Consumer Networks and Firm Reputation: A First Experimental Investigation



Comparing the different network treatments we then establish this note’s main result—that
market performance is increasing in network density. This increase in efficiency has two
causes. Moving from DEGENERATE to PARTIAL we find that buyers are significantly more
likely to trust sellers (that is, demand increases) while the average quality of traded goods
stays constant. Moving from PARTIAL to FULL we find that, while demand stays constant,
there is a significant rise in average quality.
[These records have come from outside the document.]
//! Keyed expiring store.
//!
//! A concurrent map from string keys to values that each carry an absolute
//! expiry. It is the single primitive behind both the login token store and
//! the rate limiter.
//!
//! # Expiry
//!
//! An entry is logically absent once `now >= expires_at`. Reads apply this
//! rule lazily, so correctness never depends on the background sweep having
//! run; [`ExpiringStore::sweep_expired`] only reclaims memory.
//!
//! # Concurrency
//!
//! The key space is split across a fixed number of shards, each guarded by its
//! own [`parking_lot::Mutex`]. A key always hashes to the same shard, so every
//! operation on one key is serialized (linearizable), while unrelated keys only
//! contend when they happen to share a shard. No lock is ever held across an
//! `.await`; every operation is a short critical section.
//!
//! # Example
//!
//! ```
//! use relay_core::environment::SystemClock;
//! use relay_core::store::ExpiringStore;
//! use std::sync::Arc;
//!
//! let hits: ExpiringStore<u32> = ExpiringStore::new("hits", Arc::new(SystemClock));
//!
//! // Atomic read-modify-write
//! let count = hits.mutate("client-1", |current| {
//!     (current.copied().unwrap_or(0) + 1, chrono::Duration::minutes(1))
//! });
//! assert_eq!(count, 1);
//! ```

use crate::environment::Clock;
use crate::sweeper::Sweepable;
use chrono::{DateTime, Duration, Utc};
use parking_lot::Mutex;
use std::collections::HashMap;
use std::fmt;
use std::hash::{BuildHasher, RandomState};
use std::sync::Arc;

/// Default number of shards.
pub const DEFAULT_SHARDS: usize = 16;

/// A value held by the store together with its absolute expiry.
#[derive(Debug, Clone, PartialEq, Eq)]
pub struct Entry<V> {
    /// Key the entry is stored under.
    pub key: String,

    /// Stored payload.
    pub value: V,

    /// Instant at which the entry becomes logically absent.
    pub expires_at: DateTime<Utc>,
}

impl<V> Entry<V> {
    /// Create a new entry.
    #[must_use]
    pub const fn new(key: String, value: V, expires_at: DateTime<Utc>) -> Self {
        Self {
            key,
            value,
            expires_at,
        }
    }

    /// Returns `true` once `now` has reached the entry's expiry.
    #[must_use]
    pub fn is_expired(&self, now: DateTime<Utc>) -> bool {
        now >= self.expires_at
    }
}

type Shard<V> = Mutex<HashMap<String, Entry<V>>>;

/// Sharded in-memory store with per-entry expiry.
///
/// All operations are infallible and complete in map-lookup time. The store is
/// meant to be wrapped in an [`Arc`] and shared by every request handler plus
/// the [`Sweeper`](crate::sweeper::Sweeper).
pub struct ExpiringStore<V> {
    /// Store name, used as a metrics label and in logs.
    name: &'static str,
    shards: Box<[Shard<V>]>,
    hasher: RandomState,
    clock: Arc<dyn Clock>,
}

impl<V> ExpiringStore<V> {
    /// Create a store with [`DEFAULT_SHARDS`] shards.
    #[must_use]
    pub fn new(name: &'static str, clock: Arc<dyn Clock>) -> Self {
        Self::with_shards(name, clock, DEFAULT_SHARDS)
    }

    /// Create a store with an explicit shard count.
    ///
    /// A shard count of zero is treated as one (a single global lock).
    #[must_use]
    pub fn with_shards(name: &'static str, clock: Arc<dyn Clock>, shards: usize) -> Self {
        let shards = (0..shards.max(1))
            .map(|_| Mutex::new(HashMap::new()))
            .collect::<Vec<_>>()
            .into_boxed_slice();

        Self {
            name,
            shards,
            hasher: RandomState::new(),
            clock,
        }
    }

    /// Store name.
    #[must_use]
    pub const fn name(&self) -> &'static str {
        self.name
    }

    /// Current time according to the store's clock.
    #[must_use]
    pub fn now(&self) -> DateTime<Utc> {
        self.clock.now()
    }

    #[allow(clippy::cast_possible_truncation)] // Only the low bits select a shard
    fn shard_for(&self, key: &str) -> &Shard<V> {
        let index = (self.hasher.hash_one(key) as usize) % self.shards.len();
        &self.shards[index]
    }

    /// Insert or replace the entry for `key`, expiring `ttl` from now.
    ///
    /// Last write wins; an existing entry is replaced, never merged.
    pub fn put(&self, key: impl Into<String>, value: V, ttl: Duration) {
        let key = key.into();
        let mut shard = self.shard_for(&key).lock();
        let expires_at = deadline(self.clock.now(), ttl);
        shard.insert(key.clone(), Entry::new(key, value, expires_at));
    }

    /// Atomically read and remove the entry for `key`.
    ///
    /// Returns the value only if the entry was present and unexpired. An
    /// expired entry is removed as a side effect but reported as absent. When
    /// several callers race on the same key, at most one observes `Some`.
    pub fn take(&self, key: &str) -> Option<V> {
        let mut shard = self.shard_for(key).lock();
        let now = self.clock.now();
        let entry = shard.remove(key)?;
        (!entry.is_expired(now)).then_some(entry.value)
    }

    /// Remove the entry for `key`.
    ///
    /// Returns `true` if a live entry was removed.
    pub fn remove(&self, key: &str) -> bool {
        let mut shard = self.shard_for(key).lock();
        let now = self.clock.now();
        shard.remove(key).is_some_and(|entry| !entry.is_expired(now))
    }

    /// Atomically compute a new value from the current one and store it.
    ///
    /// `f` receives the live value (or `None` if absent or expired) and the
    /// time of the operation, and returns the value to store, its TTL, and an
    /// outcome handed back to the caller. The shard lock is held for the whole
    /// call, so `f` must not block.
    pub fn mutate_with<F, R>(&self, key: &str, f: F) -> R
    where
        F: FnOnce(Option<&V>, DateTime<Utc>) -> (V, Duration, R),
    {
        let mut shard = self.shard_for(key).lock();
        let now = self.clock.now();

        let current = shard
            .get(key)
            .filter(|entry| !entry.is_expired(now))
            .map(|entry| &entry.value);
        let (value, ttl, outcome) = f(current, now);

        shard.insert(
            key.to_owned(),
            Entry::new(key.to_owned(), value, deadline(now, ttl)),
        );
        outcome
    }

    /// Remove every entry whose expiry is at or before the time of the call.
    ///
    /// Shards are locked one at a time so unrelated keys are blocked only
    /// briefly. Returns the number of entries removed.
    pub fn sweep_expired(&self) -> usize {
        let now = self.clock.now();
        let mut removed = 0;
        let mut remaining = 0;

        for shard in &*self.shards {
            let mut guard = shard.lock();
            let before = guard.len();
            guard.retain(|_, entry| !entry.is_expired(now));
            removed += before - guard.len();
            remaining += guard.len();
        }

        metrics::counter!("relay_store_swept_total", "store" => self.name)
            .increment(removed as u64);
        #[allow(clippy::cast_precision_loss)]
        metrics::gauge!("relay_store_entries", "store" => self.name).set(remaining as f64);

        removed
    }

    /// Number of physically stored entries, including expired entries that
    /// have not been swept yet.
    #[must_use]
    pub fn len(&self) -> usize {
        self.shards.iter().map(|shard| shard.lock().len()).sum()
    }

    /// Returns `true` if no entries are physically stored.
    #[must_use]
    pub fn is_empty(&self) -> bool {
        self.shards.iter().all(|shard| shard.lock().is_empty())
    }
}

impl<V: Clone> ExpiringStore<V> {
    /// Return the live value for `key` without removing it.
    #[must_use]
    pub fn get(&self, key: &str) -> Option<V> {
        let shard = self.shard_for(key).lock();
        let now = self.clock.now();
        shard
            .get(key)
            .filter(|entry| !entry.is_expired(now))
            .map(|entry| entry.value.clone())
    }

    /// Atomically replace the value for `key` with `f(current)`.
    ///
    /// Returns the newly stored value. See [`ExpiringStore::mutate_with`].
    pub fn mutate<F>(&self, key: &str, f: F) -> V
    where
        F: FnOnce(Option<&V>) -> (V, Duration),
    {
        self.mutate_with(key, |current, _now| {
            let (value, ttl) = f(current);
            let stored = value.clone();
            (value, ttl, stored)
        })
    }
}

impl<V: Send> Sweepable for ExpiringStore<V> {
    fn name(&self) -> &str {
        self.name
    }

    fn sweep_expired(&self) -> usize {
        Self::sweep_expired(self)
    }
}

impl<V> fmt::Debug for ExpiringStore<V> {
    fn fmt(&self, f: &mut fmt::Formatter<'_>) -> fmt::Result {
        f.debug_struct("ExpiringStore")
            .field("name", &self.name)
            .field("shards", &self.shards.len())
            .field("len", &self.len())
            .finish_non_exhaustive()
    }
}

/// `now + ttl`, saturating at the maximum representable time.
fn deadline(now: DateTime<Utc>, ttl: Duration) -> DateTime<Utc> {
    now.checked_add_signed(ttl).unwrap_or(DateTime::<Utc>::MAX_UTC)
}

#[cfg(test)]
#[allow(clippy::unwrap_used)]
mod tests {
    use super::*;

    struct StepClock(Mutex<DateTime<Utc>>);

    impl StepClock {
        fn new() -> Arc<Self> {
            Arc::new(Self(Mutex::new(
                DateTime::parse_from_rfc3339("2025-01-01T00:00:00Z")
                    .unwrap()
                    .with_timezone(&Utc),
            )))
        }

        fn advance(&self, by: Duration) {
            let mut now = self.0.lock();
            *now += by;
        }
    }

    impl Clock for StepClock {
        fn now(&self) -> DateTime<Utc> {
            *self.0.lock()
        }
    }

    fn store_with(clock: &Arc<StepClock>) -> ExpiringStore<String> {
        ExpiringStore::new("test", clock.clone())
    }

    #[test]
    fn test_put_then_get() {
        let clock = StepClock::new();
        let store = store_with(&clock);

        store.put("k", "v".to_string(), Duration::seconds(10));

        assert_eq!(store.get("k").as_deref(), Some("v"));
        // get does not remove
        assert_eq!(store.get("k").as_deref(), Some("v"));
        assert_eq!(store.len(), 1);
    }

    #[test]
    fn test_put_replaces_existing_entry() {
        let clock = StepClock::new();
        let store = store_with(&clock);

        store.put("k", "first".to_string(), Duration::seconds(1));
        store.put("k", "second".to_string(), Duration::seconds(60));
        clock.advance(Duration::seconds(5));

        // Replacement also carries the new expiry
        assert_eq!(store.get("k").as_deref(), Some("second"));
        assert_eq!(store.len(), 1);
    }

    #[test]
    fn test_get_treats_expired_entry_as_absent() {
        let clock = StepClock::new();
        let store = store_with(&clock);

        store.put("k", "v".to_string(), Duration::seconds(10));
        clock.advance(Duration::seconds(10));

        assert_eq!(store.get("k"), None);
        // Still physically present until swept
        assert_eq!(store.len(), 1);
    }

    #[test]
    fn test_take_is_single_use() {
        let clock = StepClock::new();
        let store = store_with(&clock);

        store.put("k", "v".to_string(), Duration::seconds(10));

        assert_eq!(store.take("k").as_deref(), Some("v"));
        assert_eq!(store.take("k"), None);
        assert!(store.is_empty());
    }

    #[test]
    fn test_take_removes_expired_entry_without_returning_it() {
        let clock = StepClock::new();
        let store = store_with(&clock);

        store.put("k", "v".to_string(), Duration::seconds(10));
        clock.advance(Duration::seconds(11));

        assert_eq!(store.take("k"), None);
        assert!(store.is_empty());
    }

    #[test]
    fn test_remove_reports_live_entries_only() {
        let clock = StepClock::new();
        let store = store_with(&clock);

        store.put("live", "v".to_string(), Duration::seconds(10));
        store.put("dead", "v".to_string(), Duration::zero());

        assert!(store.remove("live"));
        assert!(!store.remove("dead"));
        assert!(!store.remove("missing"));
        assert!(store.is_empty());
    }

    #[test]
    fn test_mutate_sees_absence_then_previous_value() {
        let clock = StepClock::new();
        let store: ExpiringStore<u32> = ExpiringStore::new("counter", clock.clone());

        let bump = |current: Option<&u32>| (current.copied().unwrap_or(0) + 1, Duration::seconds(30));

        assert_eq!(store.mutate("k", bump), 1);
        assert_eq!(store.mutate("k", bump), 2);
        assert_eq!(store.get("k"), Some(2));
    }

    #[test]
    fn test_mutate_treats_expired_value_as_absent() {
        let clock = StepClock::new();
        let store: ExpiringStore<u32> = ExpiringStore::new("counter", clock.clone());

        store.put("k", 41, Duration::seconds(1));
        clock.advance(Duration::seconds(2));

        let seen = store.mutate_with("k", |current, _| (0, Duration::seconds(1), current.copied()));
        assert_eq!(seen, None);
    }

    #[test]
    fn test_mutate_with_receives_store_time() {
        let clock = StepClock::new();
        let store: ExpiringStore<u32> = ExpiringStore::new("counter", clock.clone());
        clock.advance(Duration::minutes(3));

        let observed = store.mutate_with("k", |_, now| (1, Duration::seconds(1), now));
        assert_eq!(observed, clock.now());
    }

    #[test]
    fn test_sweep_removes_only_expired_entries() {
        let clock = StepClock::new();
        let store = store_with(&clock);

        store.put("short", "a".to_string(), Duration::seconds(5));
        store.put("exact", "b".to_string(), Duration::seconds(10));
        store.put("long", "c".to_string(), Duration::seconds(60));
        clock.advance(Duration::seconds(10));

        assert_eq!(store.sweep_expired(), 2);
        assert_eq!(store.len(), 1);
        assert_eq!(store.get("long").as_deref(), Some("c"));

        // Nothing left to sweep
        assert_eq!(store.sweep_expired(), 0);
    }

    #[test]
    fn test_single_shard_store_behaves_the_same() {
        let clock = StepClock::new();
        let store: ExpiringStore<u8> = ExpiringStore::with_shards("single", clock.clone(), 0);

        for i in 0..10u8 {
            store.put(format!("k{i}"), i, Duration::seconds(i64::from(i) + 1));
        }
        clock.advance(Duration::seconds(5));

        assert_eq!(store.sweep_expired(), 5);
        assert_eq!(store.get("k9"), Some(9));
    }

    #[test]
    fn test_huge_ttl_saturates_instead_of_overflowing() {
        let clock = StepClock::new();
        let store = store_with(&clock);

        store.put("k", "v".to_string(), Duration::MAX);
        assert_eq!(store.get("k").as_deref(), Some("v"));
    }
}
2 Experimental design and procedures

To study how network density influences market performance we consider a binary-choice
trust game with two players1 as shown in Figure 1. Here, the buyer (first mover) decides
whether or not to buy an experience good and the seller (second mover) whether or not to
deliver good quality. The chosen payoffs reflect a conflict of interest. While the buyer always
prefers good over bad quality (30 > 5), the seller has a strict preference to sell bad quality (50
> 25). In addition, the buyer prefers not to buy over getting bad quality (20 > 5) and the seller
would rather provide good quality than not selling at all (25 > 15). Assuming that subjects
maximize their own monetary income, the game has a unique Nash equilibrium in which the
buyer does not buy and the seller provides bad quality if someone shops from him.

Figure 1: The trust game

1 In the experiment we adopt neutral language, e.g. a buyer is labeled A; seller - B; do not buy - X; buy - Y; etc.
See Appendix for instructions.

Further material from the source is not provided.